During the 1970s, Waits had a brief relationship with comedian Elayne Boosler, an intermittent relationship with Bette Midler, and a relationship with Rickie Lee Jones.

In 1980, Waits married frequent collaborator Kathleen Brennan. They live in Sonoma County, California, and have three children: Kellesimone Wylder Waits (born 1983), Casey Waits (born 1985), and Sullivan Blake Waits (born 1993). After he married and had children, Waits became increasingly reclusive. Safeguarding the privacy of his family life became very important to him.

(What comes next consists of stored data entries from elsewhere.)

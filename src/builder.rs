//! Shard builder (component C): in-memory accumulation, append-only cache
//! spill, and merge-compaction into the dense shard file.
//!
//! Grounded on `profiles/turbo.rs`'s `build_from_pending` term-bucket
//! accumulation, adapted from an in-memory-only structure to the spec's
//! disk-backed cache/merge cycle, and on the `parking_lot::RwLock`
//! per-shard guard every profile uses, narrowed here to guard the on-disk
//! cache/shard files rather than an in-memory map.

use crate::config::EngineConfig;
use crate::error::Result;
use crate::record::{sort_by_value, PostingRecord};
use crate::shard::{self, PageEntry, Shard};

use dashmap::DashMap;
use parking_lot::Mutex;
use rayon::prelude::*;
use std::fs::OpenOptions;
use std::io::{Read, Write};
use std::path::PathBuf;

/// One shard's builder state: pending in-memory postings plus the paths
/// of its cache and shard files.
pub struct ShardBuilder<R: PostingRecord> {
    shard_id: usize,
    data_path: PathBuf,
    keys_path: PathBuf,
    cache_path: PathBuf,
    cache_keys_path: PathBuf,
    table_size: usize,
    section_size: usize,
    max_sections: usize,
    record_size: usize,
    // Parallel vectors per §4.C: `pending_keys[i]` is the term key for
    // `pending_records[i]`. Guarded together so `add` stays O(1).
    pending: Mutex<(Vec<u64>, Vec<R>)>,
}

impl<R: PostingRecord> ShardBuilder<R> {
    pub fn new(shard_id: usize, data_path: PathBuf, keys_path: PathBuf, cache_path: PathBuf, cache_keys_path: PathBuf, config: &EngineConfig) -> Self {
        Self {
            shard_id,
            data_path,
            keys_path,
            cache_path,
            cache_keys_path,
            table_size: config.shard_hash_table_size,
            section_size: config.section_size,
            max_sections: config.max_sections,
            record_size: R::ENCODED_LEN,
            pending: Mutex::new((Vec::new(), Vec::new())),
        }
    }

    pub fn shard_id(&self) -> usize {
        self.shard_id
    }

    /// Push one posting into the pending in-memory vectors. O(1) amortized.
    pub fn add(&self, key: u64, record: R) {
        let mut pending = self.pending.lock();
        pending.0.push(key);
        pending.1.push(record);
    }

    /// True once pending bytes exceed `threshold_bytes`.
    pub fn full(&self, threshold_bytes: u64) -> bool {
        let pending = self.pending.lock();
        (pending.1.len() * self.record_size) as u64 > threshold_bytes
    }

    /// True once the combined cache-file size exceeds `threshold_bytes`.
    pub fn should_merge(&self, threshold_bytes: u64) -> Result<bool> {
        let len = match std::fs::metadata(&self.cache_path) {
            Ok(meta) => meta.len(),
            Err(e) if e.kind() == std::io::ErrorKind::NotFound => 0,
            Err(e) => return Err(e.into()),
        };
        Ok(len > threshold_bytes)
    }

    /// Flush the pending vectors to the `.cache`/`.cache.keys` files and
    /// clear them. Durability is deferred to `merge`'s `fsync`; this call
    /// only guarantees the bytes reach the OS, not the platter.
    pub fn append(&self) -> Result<()> {
        let mut pending = self.pending.lock();
        if pending.1.is_empty() {
            return Ok(());
        }

        let mut cache_file = OpenOptions::new().create(true).append(true).open(&self.cache_path)?;
        let mut record_buf = Vec::with_capacity(pending.1.len() * self.record_size);
        for rec in &pending.1 {
            rec.encode(&mut record_buf);
        }
        cache_file.write_all(&record_buf)?;

        let mut keys_file = OpenOptions::new().create(true).append(true).open(&self.cache_keys_path)?;
        let mut key_buf = Vec::with_capacity(pending.0.len() * 8);
        for key in &pending.0 {
            key_buf.extend_from_slice(&key.to_le_bytes());
        }
        keys_file.write_all(&key_buf)?;

        pending.0.clear();
        pending.1.clear();
        pending.0.shrink_to_fit();
        pending.1.shrink_to_fit();
        Ok(())
    }

    /// Fold the current shard file and the append caches into a fresh
    /// shard file, per the §4.C merge algorithm, then truncate the caches.
    pub fn merge(&self) -> Result<()> {
        // Anything still pending in memory must reach the caches first —
        // merge only ever reads from disk.
        self.append()?;

        let existing: Shard<R> = Shard::open(self.shard_id, &self.data_path, &self.keys_path, self.table_size)?;
        let bucket: DashMap<u64, Vec<R>> = DashMap::new();

        for (key, records, _total) in existing.all_entries() {
            bucket.entry(key).or_default().extend(records);
        }

        let (cache_keys, cache_records) = self.read_cache()?;
        cache_keys
            .par_iter()
            .zip(cache_records.par_iter())
            .for_each(|(&key, &record)| {
                bucket.entry(key).or_default().push(record);
            });

        let max_per_term = self.section_size * self.max_sections;
        let entries: Vec<PageEntry<R>> = bucket
            .into_par_iter()
            .map(|(key, mut records)| {
                sort_by_value(&mut records);
                dedupe_adjacent_keeping_max_score(&mut records);
                let total = records.len() as u64;

                if records.len() > max_per_term {
                    records.sort_by(|a, b| b.score().partial_cmp(&a.score()).unwrap_or(std::cmp::Ordering::Equal));
                    records.truncate(max_per_term);
                    reorder_into_sections(&mut records, self.section_size);
                }

                PageEntry { key, records, total }
            })
            .collect();

        shard::compact_write(&self.data_path, &self.keys_path, self.table_size, entries)?;

        OpenOptions::new().create(true).write(true).truncate(true).open(&self.cache_path)?;
        OpenOptions::new().create(true).write(true).truncate(true).open(&self.cache_keys_path)?;
        Ok(())
    }

    fn read_cache(&self) -> Result<(Vec<u64>, Vec<R>)> {
        let mut keys = Vec::new();
        match std::fs::File::open(&self.cache_keys_path) {
            Ok(mut f) => {
                let mut buf = Vec::new();
                f.read_to_end(&mut buf)?;
                keys = buf.chunks_exact(8).map(|c| u64::from_le_bytes(c.try_into().unwrap())).collect();
            }
            Err(e) if e.kind() == std::io::ErrorKind::NotFound => {}
            Err(e) => return Err(e.into()),
        }

        let mut records = Vec::new();
        match std::fs::File::open(&self.cache_path) {
            Ok(mut f) => {
                let mut buf = Vec::new();
                f.read_to_end(&mut buf)?;
                for chunk in buf.chunks_exact(self.record_size) {
                    if let Some(rec) = R::decode(chunk) {
                        records.push(rec);
                    }
                }
            }
            Err(e) if e.kind() == std::io::ErrorKind::NotFound => {}
            Err(e) => return Err(e.into()),
        }

        Ok((keys, records))
    }

    /// Delete cache contents and empty the shard file.
    pub fn truncate(&self) -> Result<()> {
        OpenOptions::new().create(true).write(true).truncate(true).open(&self.cache_path)?;
        OpenOptions::new().create(true).write(true).truncate(true).open(&self.cache_keys_path)?;
        let mut shard: Shard<R> = Shard::open(self.shard_id, &self.data_path, &self.keys_path, self.table_size)?;
        shard.truncate()
    }
}

/// Collapse runs of equal `value` (the list is sorted ascending by value)
/// into the max-scoring record per the Open Question decision in
/// DESIGN.md: ties keep the first-seen max, not a summed merge.
fn dedupe_adjacent_keeping_max_score<R: PostingRecord>(records: &mut Vec<R>) {
    if records.is_empty() {
        return;
    }
    let mut write = 0;
    for read in 1..records.len() {
        if records[read].value() == records[write].value() {
            if records[read].score() > records[write].score() {
                records[write] = records[read];
            }
        } else {
            write += 1;
            records[write] = records[read];
        }
    }
    records.truncate(write + 1);
}

/// Reorder a score-truncated list into sections of `section_size`, each
/// sorted ascending by `value`, preserving the top-K-by-score selection
/// already made by the caller's truncation.
fn reorder_into_sections<R: PostingRecord>(records: &mut [R], section_size: usize) {
    for chunk in records.chunks_mut(section_size) {
        sort_by_value(chunk);
    }
}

During interviews, he has deflected questions about his personal life and refused to sanction any biography. When Barney Hoskyns was researching his unauthorized 2009 biography, Lowside of the Road: A Life of Tom Waits, Waits and his wife asked people not to talk to him. Hoskyns believed that it was Brennan who was responsible for the "wall of inaccessibility" surrounding Waits. When asked about his religious beliefs, he said, "With the God stuff I don't know. I don't know what's out there any more than anyone else."

===Stage persona===
Waits has been determined to keep a distance between his public persona and his personal life. According to Hoskyns, Waits hides behind his persona, noting that "Tom Waits is as much of a character created for his fans as it is a real man." In Hoskyns's view, Waits's self-image is in part "a self-protective device, a screen to deflect attention." A few music journalists have gone so far as to suggest that Waits is a "poseur". Hoskyns regarded Waits's "persona of the skid-row boho/hobo, a young man out of time and place" as an "ongoing experiment in performance art." He goes on to say that Waits has adopted a "self-appointed role as the bard of the streets." Mick Brown, a music journalist from Sounds who interviewed Waits in the mid-1970s, noted that "he had immersed himself in this character to the point where it wasn't an act and had become an identity." Louie Lista, a friend of Waits' during the 1970s, said that the singer's general attitude was, "I'm an outsider, but I'll revel in being an outsider." Like Bob Dylan and Neil Young, Waits is known for cutting contact with figures he worked with in his past.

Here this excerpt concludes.